# [Exercise prompt]
Only lines containing the word "enum" are needed; pull them out of the material.

************

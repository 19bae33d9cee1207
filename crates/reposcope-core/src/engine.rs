//! Analysis engine: the orchestrator that sequences the pipeline.
//!
//! One run walks `ParseUrl -> Explore -> Analyze -> GapAnalyze -> Assemble`.
//! Any stage failure aborts the run with [`RepoScopeError::StageFailed`]
//! naming the stage; no partial report is returned. The whole run shares one
//! wall-clock [`Deadline`], checked before every stage and every hosting-API
//! call.

use std::path::Path;
use std::str::FromStr;

use serde::Serialize;

use crate::budget::Deadline;
use crate::config::GlobalConfig;
use crate::errors::RepoScopeError;
use crate::explorer::{explore, ExploreOptions};
use crate::host::{GitHubHost, LocalHost, RepositoryHost};
use crate::repo_url::{parse_repository_url, RepositoryRef};
use crate::report::{AnalysisReport, AnalysisRequest, StackSummary};
use crate::types::ExplorationResult;
use crate::{gaps, stack};

// ============================================================================
// Stages
// ============================================================================

/// A stage of the analysis pipeline.
#[derive(Debug, Clone, Copy, PartialEq, Eq, Hash, Serialize)]
#[serde(rename_all = "snake_case")]
pub enum PipelineStage {
    ParseUrl,
    Explore,
    Analyze,
    GapAnalyze,
    Assemble,
}

impl PipelineStage {
    pub fn as_str(&self) -> &'static str {
        match self {
            Self::ParseUrl => "URL parsing",
            Self::Explore => "repository exploration",
            Self::Analyze => "technology categorization",
            Self::GapAnalyze => "gap analysis",
            Self::Assemble => "report assembly",
        }
    }
}

impl std::fmt::Display for PipelineStage {
    fn fmt(&self, f: &mut std::fmt::Formatter<'_>) -> std::fmt::Result {
        f.write_str(self.as_str())
    }
}

/// Run one stage: check the deadline, log the boundary, wrap any failure.
fn run_stage<T>(
    stage: PipelineStage,
    deadline: &Deadline,
    work: impl FnOnce() -> Result<T, RepoScopeError>,
) -> Result<T, RepoScopeError> {
    let wrap = |source: RepoScopeError| RepoScopeError::StageFailed {
        stage,
        source: Box::new(source),
    };

    deadline.check().map_err(wrap)?;
    tracing::info!(stage = %stage, "Stage started");

    let started = std::time::Instant::now();
    match work() {
        Ok(value) => {
            tracing::info!(
                stage = %stage,
                elapsed_ms = started.elapsed().as_millis() as u64,
                "Stage completed"
            );
            Ok(value)
        }
        Err(e) => {
            tracing::error!(stage = %stage, error = %e, "Stage failed");
            Err(wrap(e))
        }
    }
}

/// Attribute a failure that happens before `stage` runs (opening its host)
/// to that stage, without logging a stage boundary.
fn prepare_stage<T>(
    stage: PipelineStage,
    result: Result<T, RepoScopeError>,
) -> Result<T, RepoScopeError> {
    result.map_err(|source| {
        tracing::error!(stage = %stage, error = %source, "Stage setup failed");
        RepoScopeError::StageFailed {
            stage,
            source: Box::new(source),
        }
    })
}

// ============================================================================
// Tool Surface
// ============================================================================

/// The externally callable operations.
#[derive(Debug, Clone, Copy, PartialEq, Eq)]
pub enum Tool {
    /// Full pipeline, returns an [`AnalysisReport`].
    AnalyzeComprehensive,
    /// Exploration and categorization, returns a [`StackSummary`].
    Analyze,
}

impl Tool {
    pub const ALL: [Tool; 2] = [Tool::AnalyzeComprehensive, Tool::Analyze];

    pub fn name(&self) -> &'static str {
        match self {
            Self::AnalyzeComprehensive => "analyze_github_repository_comprehensive",
            Self::Analyze => "analyze_github_repository",
        }
    }
}

impl FromStr for Tool {
    type Err = RepoScopeError;

    fn from_str(s: &str) -> Result<Self, Self::Err> {
        Tool::ALL
            .into_iter()
            .find(|t| t.name() == s)
            .ok_or_else(|| {
                RepoScopeError::InvalidArgument(format!(
                    "Unknown tool `{}`. Available tools: {}",
                    s,
                    Tool::ALL.map(|t| t.name()).join(", ")
                ))
            })
    }
}

// ============================================================================
// Engine
// ============================================================================

/// Entry point for repository analysis.
///
/// Holds configuration only; every run builds its own hosting client and
/// deadline, so one engine can serve concurrent callers.
///
/// # Example
///
/// ```ignore
/// use reposcope_core::{AnalysisEngine, AnalysisRequest};
///
/// let engine = AnalysisEngine::with_defaults()?;
/// let report = engine.analyze_repository_comprehensive(
///     &AnalysisRequest::new("vercel/next.js").with_token(token),
/// )?;
/// println!("{} technologies", report.summary.total_technologies_detected);
/// ```
#[derive(Debug, Clone, Default)]
pub struct AnalysisEngine {
    config: GlobalConfig,
}

impl AnalysisEngine {
    // -------------------------------------------------------------------------
    // Construction
    // -------------------------------------------------------------------------

    /// Create an engine from a validated configuration.
    ///
    /// Validation warnings are logged.
    ///
    /// # Errors
    ///
    /// Returns an error if the configuration has invalid values.
    pub fn from_global_config(config: GlobalConfig) -> Result<Self, RepoScopeError> {
        for warning in config.validate()? {
            tracing::warn!("{}", warning);
        }
        Ok(Self { config })
    }

    /// Create an engine with configuration from `~/.reposcope/config.yaml`,
    /// or defaults when the file does not exist.
    pub fn with_defaults() -> anyhow::Result<Self> {
        let config = GlobalConfig::load_default()?;
        Ok(Self::from_global_config(config)?)
    }

    /// Create an engine with configuration from a specific path.
    pub fn with_config(path: &Path) -> anyhow::Result<Self> {
        let config = GlobalConfig::from_path(path)?;
        Ok(Self::from_global_config(config)?)
    }

    pub fn config(&self) -> &GlobalConfig {
        &self.config
    }

    // -------------------------------------------------------------------------
    // Operations
    // -------------------------------------------------------------------------

    /// Run the full pipeline against GitHub.
    ///
    /// # Errors
    ///
    /// Returns [`RepoScopeError::StageFailed`] naming the failed stage.
    pub fn analyze_repository_comprehensive(
        &self,
        request: &AnalysisRequest,
    ) -> Result<AnalysisReport, RepoScopeError> {
        let deadline = self.start_deadline();
        let reference = self.parse_url(request, &deadline)?;
        let host = self.github_host(request, &deadline)?;
        self.run_pipeline(&host, &reference, request, &deadline)
    }

    /// Explore and categorize a GitHub repository without gap analysis.
    pub fn analyze_repository(
        &self,
        request: &AnalysisRequest,
    ) -> Result<StackSummary, RepoScopeError> {
        let deadline = self.start_deadline();
        let reference = self.parse_url(request, &deadline)?;
        let host = self.github_host(request, &deadline)?;
        self.run_summary(&host, &reference, request, &deadline)
    }

    /// Run the full pipeline against any host. The request URL still has to
    /// parse; it names the repository on that host.
    pub fn analyze_with_host<H: RepositoryHost + ?Sized>(
        &self,
        host: &H,
        request: &AnalysisRequest,
    ) -> Result<AnalysisReport, RepoScopeError> {
        let deadline = self.start_deadline();
        let reference = self.parse_url(request, &deadline)?;
        self.run_pipeline(host, &reference, request, &deadline)
    }

    /// [`Self::analyze_repository`] against any host.
    pub fn summarize_with_host<H: RepositoryHost + ?Sized>(
        &self,
        host: &H,
        request: &AnalysisRequest,
    ) -> Result<StackSummary, RepoScopeError> {
        let deadline = self.start_deadline();
        let reference = self.parse_url(request, &deadline)?;
        self.run_summary(host, &reference, request, &deadline)
    }

    /// Run the full pipeline over a local checkout.
    ///
    /// The request URL is ignored for host lookup and only recorded in the
    /// report metadata.
    pub fn analyze_local(
        &self,
        path: &Path,
        request: &AnalysisRequest,
    ) -> Result<AnalysisReport, RepoScopeError> {
        let deadline = self.start_deadline();
        let host = prepare_stage(PipelineStage::Explore, LocalHost::open(path))?;
        let reference = host.reference();
        self.run_pipeline(&host, &reference, request, &deadline)
    }

    /// [`Self::analyze_repository`] over a local checkout.
    pub fn summarize_local(
        &self,
        path: &Path,
        request: &AnalysisRequest,
    ) -> Result<StackSummary, RepoScopeError> {
        let deadline = self.start_deadline();
        let host = prepare_stage(PipelineStage::Explore, LocalHost::open(path))?;
        let reference = host.reference();
        self.run_summary(&host, &reference, request, &deadline)
    }

    /// Dispatch a tool call by name and serialize its result.
    pub fn call_tool(
        &self,
        tool: Tool,
        request: &AnalysisRequest,
    ) -> Result<serde_json::Value, RepoScopeError> {
        let value = match tool {
            Tool::AnalyzeComprehensive => {
                serde_json::to_value(self.analyze_repository_comprehensive(request)?)?
            }
            Tool::Analyze => serde_json::to_value(self.analyze_repository(request)?)?,
        };
        Ok(value)
    }

    // -------------------------------------------------------------------------
    // Internals
    // -------------------------------------------------------------------------

    fn start_deadline(&self) -> Deadline {
        Deadline::start(self.config.orchestration.budget())
    }

    fn github_host(
        &self,
        request: &AnalysisRequest,
        deadline: &Deadline,
    ) -> Result<GitHubHost, RepoScopeError> {
        prepare_stage(
            PipelineStage::Explore,
            GitHubHost::new(&request.github_token, &self.config.github, deadline),
        )
    }

    fn parse_url(
        &self,
        request: &AnalysisRequest,
        deadline: &Deadline,
    ) -> Result<RepositoryRef, RepoScopeError> {
        run_stage(PipelineStage::ParseUrl, deadline, || {
            parse_repository_url(&request.repository_url)
        })
    }

    fn explore_stage<H: RepositoryHost + ?Sized>(
        &self,
        host: &H,
        reference: &RepositoryRef,
        request: &AnalysisRequest,
        deadline: &Deadline,
    ) -> Result<ExplorationResult, RepoScopeError> {
        let options = ExploreOptions::for_depth(&self.config.exploration, request.analysis_depth);
        tracing::debug!(
            repository = %reference,
            depth = %request.analysis_depth,
            pattern_cap = options.pattern_cap,
            "Exploring repository"
        );
        run_stage(PipelineStage::Explore, deadline, || {
            explore(host, reference, &options, deadline)
        })
    }

    fn run_pipeline<H: RepositoryHost + ?Sized>(
        &self,
        host: &H,
        reference: &RepositoryRef,
        request: &AnalysisRequest,
        deadline: &Deadline,
    ) -> Result<AnalysisReport, RepoScopeError> {
        let exploration = self.explore_stage(host, reference, request, deadline)?;
        let structured = run_stage(PipelineStage::Analyze, deadline, || {
            Ok(stack::analyze(&exploration))
        })?;
        let enhanced = run_stage(PipelineStage::GapAnalyze, deadline, || {
            Ok(gaps::analyze(structured))
        })?;
        let report = run_stage(PipelineStage::Assemble, deadline, || {
            Ok(AnalysisReport::assemble(request, &exploration, enhanced))
        })?;

        tracing::info!(
            repository = %reference,
            technologies = report.summary.total_technologies_detected,
            gap_categories = report.summary.total_gap_categories,
            elapsed_ms = deadline.elapsed().as_millis() as u64,
            "Analysis complete"
        );
        Ok(report)
    }

    fn run_summary<H: RepositoryHost + ?Sized>(
        &self,
        host: &H,
        reference: &RepositoryRef,
        request: &AnalysisRequest,
        deadline: &Deadline,
    ) -> Result<StackSummary, RepoScopeError> {
        let exploration = self.explore_stage(host, reference, request, deadline)?;
        run_stage(PipelineStage::Analyze, deadline, || {
            Ok(StackSummary::from_stack(
                request.repository_url.clone(),
                stack::analyze(&exploration),
            ))
        })
    }
}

************

# [Solution below]
pub enum PipelineStage {
pub enum Tool {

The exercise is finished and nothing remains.